Ancient history

The Invention of FIRE

A significant step on the road to the top of the food chain was the domestication of fire.
It is possible that some human species have occasionally used fire since 800,000 years ago .
But 400,000 years ago Homo Erectus , the Neanderthal and the ancestors of Homo Sapiens used fire on a daily basis.
Humans now had a formidable source of light and heat, as well as a deadly weapon against predatory lions.
Not long after, the humans must have started deliberately setting fire to their neighborhoods.
A carefully managed fire could transform stretches of impenetrable scrub into spaces where tall grass would grow and populate with game.
In addition, once the fire was out, the enterprising spirits of the Stone Age could walk through the smoking remains and harvest toasted animals, nuts and tubers .
However, the best thing that was done with fire was cooking.
Foods that humans could not digest in their natural forms - such as wheat, rice and potatoes - became basics of our diet thanks to cooking. Fire not only changed the chemistry of food, it also changed biology.
Cooking meant killing the germs and parasites that infested the food. It was also easier to chew and digest, once cooked, the dear old foods of before, such as fruits, nuts, insects and even carrion.

While chimpanzees spent five hours a day chewing raw food, those who ate cooked food only needed one hour.

The advent of cooking allowed humans to eat a greater diversity of foods, spend less time eating and get by with smaller teeth and shorter intestines.

Some scholars believe that there is a direct link between the advent of cooking food, the shortening of the intestinal tract and the growth of the human brain. Since long intestines and large brains are both strong energy consumers, it is a little difficult to have both.
By shortening the intestines and decreasing their energy consumption, cooking unintentionally paved the way for the large brains of the Neanderthal and the Sapiens .
The use of fire also marked the first great separation between man and other animals.
The power of almost all animals depends on their bodies:on the strength of their muscles, on the size of their teeth, on the spread of their wings.
Although they are able to exploit winds and currents, they are not able to control these natural forces and always remain conditioned by their physical model.
Eagles, for example, can identify the thermal columns of hot air that make them rise high. However, they are unable to control the location of such columns, and their maximum carrying capacity is strictly proportional to their wingspan.
By taming fire, humans gained control of a totally manageable and potentially limitless force. .
Unlike eagles, humans could decide when and where to light the flame, and were able to harness the fire for a number of needs.
Most important of all, the power of the fire was not conditioned by the shape, structure or strength of the human body.
A simple woman with a spark or a burning ember could ignite a entire forest in a matter of hours.
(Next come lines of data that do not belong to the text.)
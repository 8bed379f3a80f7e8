//! Unordered index pairs and their scores.
use std::fmt;
use std::hash::{Hash, Hasher};

use num_traits::NumCast;

use crate::score::Score;

/// An unordered pair of distinct item indices.
///
/// `(i, j)` and `(j, i)` are the same key: equality and hashing ignore the order,
/// while [`Self::first()`] and [`Self::second()`] keep the order given on creation.
#[derive(Clone, Copy, Debug)]
pub struct PairKey {
    first: usize,
    second: usize,
}

impl PairKey {
    /// Creates a key, or returns `None` if both indices are the same.
    pub const fn new(first: usize, second: usize) -> Option<Self> {
        if first == second {
            None
        } else {
            Some(Self { first, second })
        }
    }

    /// Creates a key without checking `first != second`.
    pub(crate) const fn new_unchecked(first: usize, second: usize) -> Self {
        debug_assert!(first != second);
        Self { first, second }
    }

    /// Gets the first index.
    pub const fn first(&self) -> usize {
        self.first
    }

    /// Gets the second index.
    pub const fn second(&self) -> usize {
        self.second
    }

    /// Gets the indices in ascending order.
    pub const fn sorted(&self) -> (usize, usize) {
        if self.first < self.second {
            (self.first, self.second)
        } else {
            (self.second, self.first)
        }
    }
}

impl PartialEq for PairKey {
    fn eq(&self, other: &Self) -> bool {
        self.sorted() == other.sorted()
    }
}

impl Eq for PairKey {}

impl Hash for PairKey {
    fn hash<H: Hasher>(&self, state: &mut H) {
        self.sorted().hash(state);
    }
}

impl fmt::Display for PairKey {
    fn fmt(&self, f: &mut fmt::Formatter) -> fmt::Result {
        write!(f, "({}, {})", self.first, self.second)
    }
}

/// A [`PairKey`] with the score computed for it.
#[derive(Clone, Copy, Debug, PartialEq)]
pub struct ScoredPair<F> {
    key: PairKey,
    score: F,
}

impl<F> ScoredPair<F>
where
    F: Copy,
{
    /// Creates an instance.
    pub const fn new(key: PairKey, score: F) -> Self {
        Self { key, score }
    }

    /// Gets the pair.
    pub const fn key(&self) -> PairKey {
        self.key
    }

    /// Gets the score.
    pub fn score(&self) -> F {
        self.score
    }
}

/// Renders as `(i, j) -> score`.
///
/// Scores in `[1e-3, 1e7)` (and zeros) are written in decimal with at least one
/// fractional digit (`2.0`), the others in scientific notation (`1.0E7`, `5.0E-4`).
/// Non-finite scores are written as `NaN`, `Infinity` or `-Infinity`.
impl<F> fmt::Display for ScoredPair<F>
where
    F: Score + fmt::LowerExp,
{
    fn fmt(&self, f: &mut fmt::Formatter) -> fmt::Result {
        write!(f, "{} -> ", self.key)?;
        write_score(f, self.score)
    }
}

fn write_score<F>(f: &mut fmt::Formatter, score: F) -> fmt::Result
where
    F: Score + fmt::LowerExp,
{
    if score.is_nan() {
        return f.write_str("NaN");
    }
    if score.is_infinite() {
        return f.write_str(if score.is_sign_negative() {
            "-Infinity"
        } else {
            "Infinity"
        });
    }
    let abs = score.abs();
    let decimal = score == F::zero()
        || <F as NumCast>::from(1e-3)
            .zip(<F as NumCast>::from(1e7))
            .map_or(false, |(lower, upper)| lower <= abs && abs < upper);
    if decimal {
        return write!(f, "{score:?}");
    }
    let exp = format!("{score:e}");
    match exp.split_once('e') {
        Some((mantissa, exponent)) if mantissa.contains('.') => {
            write!(f, "{mantissa}E{exponent}")
        }
        Some((mantissa, exponent)) => write!(f, "{mantissa}.0E{exponent}"),
        None => f.write_str(&exp),
    }
}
Neanderthal man was more ingenious than expected to start the fire.

He probably used a chemical, manganese dioxide , with which he 'treated' the wood to make combustion easier. The archaeologists of the Dutch university of Leiden are convinced of this , coordinated by Peter Heyes , which explain their hypothesis in the journal Scientific Reports .

According to the researchers the Neanderthal instead of exploiting the flames produced naturally by rubbing or forest fires, they resorted to another system. On the Pech-de-l'Azè site I in southwestern France, dating back 50,000 years ago , blocks of manganese dioxide have been found, which abounds in the regions of limestone formation.

Until now it was thought that the Neanderthals they used this element as a pigment to decorate their bodies with black, but according to Dutch researchers, charcoal and soot from bonfires were easier to make than body pigment. In addition, the Neanderthals of Pech-de-l'Azè I seem to have a clear preference for mangagnese dioxide which, compared to other manganese oxides available in their environment, is able to light a fire.

After noticing the abrasions on some stone blocks, the researchers ground some of them to obtain a powder, which sprinkled on a pile of wood, lowered the temperature necessary to start the combustion to 250 degrees, making it easier to ignition of the fire. Wood not 'treated' with manganese dioxide, on the other hand, failed to catch fire even at 350 degrees. It is not excluded, concludes the study, that the Neanderthalians also used this substance to paint their bodies, but based on their experiment they are convinced that it was also used to light the fire.